Sabe, a gente tem uma tendência de achar que a ‘grama do vizinho é mais verde que a nossa’ sempre, já notaram? Eu faço isso e duvido quem não tenha se comparado com alguém pelo menos uma vezinha na vida. Esse post não poderia ser mais vida real. Eu estava super feliz – estafada, verdade – mas, super feliz por motivos profissionais e agendando posts quando eu perdi as imagens de dois já escritos pra essa semana, imagens fundamentais. Ou seja, dois trabalhos perdidos. Insira aqui um palavrão. 

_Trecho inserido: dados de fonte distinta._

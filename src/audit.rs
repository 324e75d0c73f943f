//! OCSF (Open Cybersecurity Schema Framework) session audit events.
//!
//! Session lifecycle transitions are emitted via `tracing::info!` on the
//! `audit` target as OCSF Authentication (3001) JSON. Never panics.

use serde_json::json;
use std::time::{SystemTime, UNIX_EPOCH};

use crate::role::Role;

pub const CLASS_AUTHENTICATION: u32 = 3001;

// Activity IDs
pub const ACTIVITY_LOGON: u32 = 1;
pub const ACTIVITY_LOGOFF: u32 = 2;
pub const ACTIVITY_OTHER: u32 = 99; // Identity reconciliation

// Status IDs
pub const STATUS_SUCCESS: u32 = 1;
pub const STATUS_FAILURE: u32 = 2;

// Severity IDs
pub const SEVERITY_INFORMATIONAL: u32 = 1;
pub const SEVERITY_LOW: u32 = 2;
pub const SEVERITY_MEDIUM: u32 = 3;

/// Why a session was cleared.
#[derive(Debug, Clone, Copy, PartialEq, Eq)]
pub enum LogoutReason {
    UserInitiated,
    /// A request came back 401.
    AuthRejected,
    /// The restored token could not be resolved to an identity.
    ReconciliationFailed,
}

impl LogoutReason {
    pub fn as_str(self) -> &'static str {
        match self {
            LogoutReason::UserInitiated => "user_initiated",
            LogoutReason::AuthRejected => "auth_rejected",
            LogoutReason::ReconciliationFailed => "reconciliation_failed",
        }
    }

    fn severity_id(self) -> u32 {
        match self {
            LogoutReason::UserInitiated => SEVERITY_INFORMATIONAL,
            LogoutReason::AuthRejected => SEVERITY_LOW,
            LogoutReason::ReconciliationFailed => SEVERITY_MEDIUM,
        }
    }
}

fn now_millis() -> u64 {
    SystemTime::now()
        .duration_since(UNIX_EPOCH)
        .unwrap_or_default()
        .as_millis() as u64
}

fn severity_name(id: u32) -> &'static str {
    match id {
        SEVERITY_INFORMATIONAL => "Informational",
        SEVERITY_LOW => "Low",
        SEVERITY_MEDIUM => "Medium",
        _ => "Unknown",
    }
}

fn status_name(id: u32) -> &'static str {
    match id {
        STATUS_SUCCESS => "Success",
        _ => "Failure",
    }
}

/// Build an OCSF Authentication event.
pub fn authentication_event(
    activity_id: u32,
    activity_name: &str,
    status_id: u32,
    severity_id: u32,
    user: Option<(&str, Option<Role>)>,
    message: &str,
) -> serde_json::Value {
    let mut event = json!({
        "class_uid": CLASS_AUTHENTICATION,
        "class_name": "Authentication",
        "activity_id": activity_id,
        "activity_name": activity_name,
        "severity_id": severity_id,
        "severity": severity_name(severity_id),
        "status_id": status_id,
        "status": status_name(status_id),
        "time": now_millis(),
        "metadata": {
            "product": {
                "name": env!("CARGO_PKG_NAME"),
                "version": env!("CARGO_PKG_VERSION"),
            }
        },
        "message": message,
    });

    if let Some((uid, role)) = user {
        event["actor"] = json!({
            "user": {
                "uid": uid,
                "type_id": 1,
                "type": "User",
                "groups": role.map(|r| vec![json!({"name": r.as_str()})]).unwrap_or_default(),
            }
        });
    }

    event
}

fn emit(event: &serde_json::Value) {
    if let Ok(json) = serde_json::to_string(event) {
        tracing::info!(target: "audit", "{}", json);
    }
}

pub fn login(user_id: &str, role: Option<Role>) {
    emit(&authentication_event(
        ACTIVITY_LOGON,
        "Logon",
        STATUS_SUCCESS,
        SEVERITY_INFORMATIONAL,
        Some((user_id, role)),
        "Session established",
    ));
}

pub fn logout(user_id: Option<&str>, reason: LogoutReason) {
    emit(&authentication_event(
        ACTIVITY_LOGOFF,
        "Logoff",
        STATUS_SUCCESS,
        reason.severity_id(),
        user_id.map(|id| (id, None)),
        &format!("Session cleared: {}", reason.as_str()),
    ));
}

pub fn reconciliation(user_id: Option<&str>, role: Option<Role>, succeeded: bool, detail: &str) {
    let status = if succeeded { STATUS_SUCCESS } else { STATUS_FAILURE };
    let severity = if succeeded {
        SEVERITY_INFORMATIONAL
    } else {
        SEVERITY_MEDIUM
    };
    emit(&authentication_event(
        ACTIVITY_OTHER,
        "Other",
        status,
        severity,
        user_id.map(|id| (id, role)),
        &format!("Identity reconciliation: {detail}"),
    ));
}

Agora eu vou ter que me reinventar, reinventar conteúdo, dormir menos, trabalhar mais e fazer algo tão interessante quanto eu julgava os outros. Aposto que meu ‘vizinho’ não passa por isso. Não é possível que uma pessoa com aquela pele, aquele cabelo sem frizz, aquelas roupas ba-ba-dei-ras e aquelas fotos maravilhosamente espontâneas que leva a vida como fossem férias todo dia tenha problemas. Né, nom? 
Mas, tem. Aposto que tem. Todo mundo tem. E aposto que deve ter alguém na Terra que me tem como esse vizinho, apesar de eu tá acabada, quase chorosa e louca pra dormir nesse exato momento em que alguém jura que minha vida é perfeita. 
A internet é uma maravilha, eu não sou mais capaz de viver sem. E isso vai muito além das redes sociais e do meu trabalho com o blog, claro. Falo de usabilidade mesmo. Mas, precisamos ponderar que todo mundo pode parecer lindo, bem-sucedido, bem-resolvido ou como bem entender. Na internet nós somos a nossa melhor versão editada. Aproveitem esse fim de ano (quando todo mundo fica mais reflexivo mesmo, olha eu escrevendo quase um autoajuda que tanto falo mal) para pensar que a vida, dada algumas exceções lógicas, se mantem nessa montanha de altos e baixos pra todo mundo, que shit happens e que parte fundamental disso é como você encara os problemas.